Inverted index

Last updated

In computer science, an inverted index (also referred to as a postings list, postings file, or inverted file) is a database index storing a mapping from content, such as words or numbers, to its locations in a table, or in a document or a set of documents (named in contrast to a forward index, which maps from documents to content). [1] The purpose of an inverted index is to allow fast full-text searches, at a cost of increased processing when a document is added to the database. [2] The inverted file may be the database file itself, rather than its index. It is the most popular data structure used in document retrieval systems, [3] used on a large scale for example in search engines. Additionally, several significant general-purpose mainframe-based database management systems have used inverted list architectures, including ADABAS, DATACOM/DB, and Model 204.

Contents

There are two main variants of inverted indexes: A record-level inverted index (or inverted file index or just inverted file) contains a list of references to documents for each word. A word-level inverted index (or full inverted index or inverted list) additionally contains the positions of each word within a document. [4] The latter form offers more functionality (like phrase searches), but needs more processing power and space to be created.

Applications

The inverted index data structure is a central component of a typical search engine indexing algorithm. [5] A goal of a search engine implementation is to optimize the speed of the query: find the documents where word X occurs. [6] Once a forward index is developed, which stores lists of words per document, it is next inverted to develop an inverted index. Querying the forward index would require sequential iteration through each document and to each word to verify a matching document. The time, memory, and processing resources to perform such a query are not always technically realistic. Instead of listing the words per document in the forward index, the inverted index data structure is developed which lists the documents per word.
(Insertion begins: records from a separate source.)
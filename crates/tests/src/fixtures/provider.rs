use std::sync::atomic::{AtomicUsize, Ordering};
use std::time::Duration;

use async_trait::async_trait;
use dashmap::{DashMap, DashSet};
use liveroom_services::ConversationProvider;

/// Conversation provider that records calls and can be told to fail for
/// specific members.
#[derive(Default)]
pub struct FakeConversationProvider {
    calls: AtomicUsize,
    in_flight: AtomicUsize,
    peak: AtomicUsize,
    failing: DashSet<String>,
    conversations: DashMap<String, Vec<String>>,
    latency: Option<Duration>,
}

impl FakeConversationProvider {
    pub fn new() -> Self {
        Self::default()
    }

    /// Each create call sleeps for `latency`, so overlapping calls show up
    /// in [`Self::peak_in_flight`].
    pub fn with_latency(latency: Duration) -> Self {
        Self {
            latency: Some(latency),
            ..Self::default()
        }
    }

    pub fn fail_for(&self, member_id: &str) {
        self.failing.insert(member_id.to_string());
    }

    pub fn calls(&self) -> usize {
        self.calls.load(Ordering::SeqCst)
    }

    pub fn peak_in_flight(&self) -> usize {
        self.peak.load(Ordering::SeqCst)
    }

    pub fn members(&self, conversation_id: &str) -> Option<Vec<String>> {
        self.conversations.get(conversation_id).map(|m| m.value().clone())
    }
}

#[async_trait]
impl ConversationProvider for FakeConversationProvider {
    async fn create_conversation(&self, name: &str, member_ids: &[String]) -> anyhow::Result<String> {
        self.calls.fetch_add(1, Ordering::SeqCst);
        let now = self.in_flight.fetch_add(1, Ordering::SeqCst) + 1;
        self.peak.fetch_max(now, Ordering::SeqCst);

        if let Some(latency) = self.latency {
            tokio::time::sleep(latency).await;
        }
        self.in_flight.fetch_sub(1, Ordering::SeqCst);

        if let Some(member) = member_ids.iter().find(|m| self.failing.contains(*m)) {
            anyhow::bail!("chat service unavailable for {member}");
        }

        let conversation_id = format!("conv-{}", uuid::Uuid::new_v4().simple());
        tracing::debug!(name, %conversation_id, "Fake conversation created");
        self.conversations
            .insert(conversation_id.clone(), member_ids.to_vec());
        Ok(conversation_id)
    }

    async fn add_members(&self, conversation_id: &str, member_ids: &[String]) -> anyhow::Result<()> {
        self.calls.fetch_add(1, Ordering::SeqCst);
        let Some(mut members) = self.conversations.get_mut(conversation_id) else {
            anyhow::bail!("unknown conversation {conversation_id}");
        };
        members.extend(member_ids.iter().cloned());
        Ok(())
    }
}
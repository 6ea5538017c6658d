use async_trait::async_trait;
use bson::doc;
use liveroom_db::models::{LessonGroup, User, UserGroup, VirtualLesson};
use mongodb::Database;

use super::base::{BaseDao, DaoError, DaoResult};
use crate::live_room::{LessonReader, MediaLookup, UserRoleLookup};

pub struct LessonDao {
    pub lessons: BaseDao<VirtualLesson>,
    pub groups: BaseDao<LessonGroup>,
}

impl LessonDao {
    pub fn new(db: &Database) -> Self {
        Self {
            lessons: BaseDao::new(db, VirtualLesson::COLLECTION),
            groups: BaseDao::new(db, LessonGroup::COLLECTION),
        }
    }
}

#[async_trait]
impl LessonReader for LessonDao {
    async fn get_virtual_lesson(&self, lesson_id: &str) -> DaoResult<VirtualLesson> {
        self.lessons
            .find_one(doc! { "_id": lesson_id })
            .await?
            .ok_or(DaoError::NotFound)
    }
}

#[async_trait]
impl MediaLookup for LessonDao {
    async fn media_ids(&self, lesson_group_id: &str) -> DaoResult<Vec<String>> {
        Ok(self
            .groups
            .find_one(doc! { "_id": lesson_group_id })
            .await?
            .map(|g| g.media_ids)
            .unwrap_or_default())
    }
}

pub struct UserDao {
    pub base: BaseDao<User>,
}

impl UserDao {
    pub fn new(db: &Database) -> Self {
        Self {
            base: BaseDao::new(db, User::COLLECTION),
        }
    }
}

#[async_trait]
impl UserRoleLookup for UserDao {
    async fn is_student(&self, user_id: &str) -> DaoResult<bool> {
        let student = bson::to_bson(&UserGroup::Student)?;
        let count = self
            .base
            .count(doc! { "_id": user_id, "user_group": student })
            .await?;
        Ok(count > 0)
    }
}
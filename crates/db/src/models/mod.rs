mod lesson_member_state;
mod lesson_polling;
mod lesson_room_state;
mod live_lesson_conversation;
mod user;
mod virtual_lesson;

pub use lesson_member_state::*;
pub use lesson_polling::*;
pub use lesson_room_state::*;
pub use live_lesson_conversation::*;
pub use user::*;
pub use virtual_lesson::*;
With the inverted index created, the query can be resolved by jumping to the word ID (via random access) in the inverted index.

In pre-computer times, concordances to important books were manually assembled. These were effectively inverted indexes with a small amount of accompanying commentary that required a tremendous amount of effort to produce.

In bioinformatics, inverted indexes are very important in the sequence assembly of short fragments of sequenced DNA. One way to find the source of a fragment is to search for it against a reference DNA sequence. A small number of mismatches (due to differences between the sequenced DNA and reference DNA, or errors) can be accounted for by dividing the fragment into smaller fragments—at least one subfragment is likely to match the reference DNA sequence. The matching requires constructing an inverted index of all substrings of a certain length from the reference DNA sequence. Since the human DNA contains more than 3 billion base pairs, and we need to store a DNA substring for every index and a 32-bit integer for index itself, the storage requirement for such an inverted index would probably be in the tens of gigabytes.

Compression

For historical reasons, inverted list compression and bitmap compression were developed as separate lines of research, and only later were recognized as solving essentially the same problem. [7]

See also

Related Research Articles

Information retrieval (IR) in computing and information science is the process of obtaining information system resources that are relevant to an information need from a collection of those resources. Searches can be based on full-text or other content-based indexing. Information retrieval is the science of searching for information in a document, searching for documents themselves, and also searching for the metadata that describes data, and for databases of texts, images or sounds.

CiteSeerX is a public search engine and digital library for scientific and academic papers, primarily in the fields of computer and information science.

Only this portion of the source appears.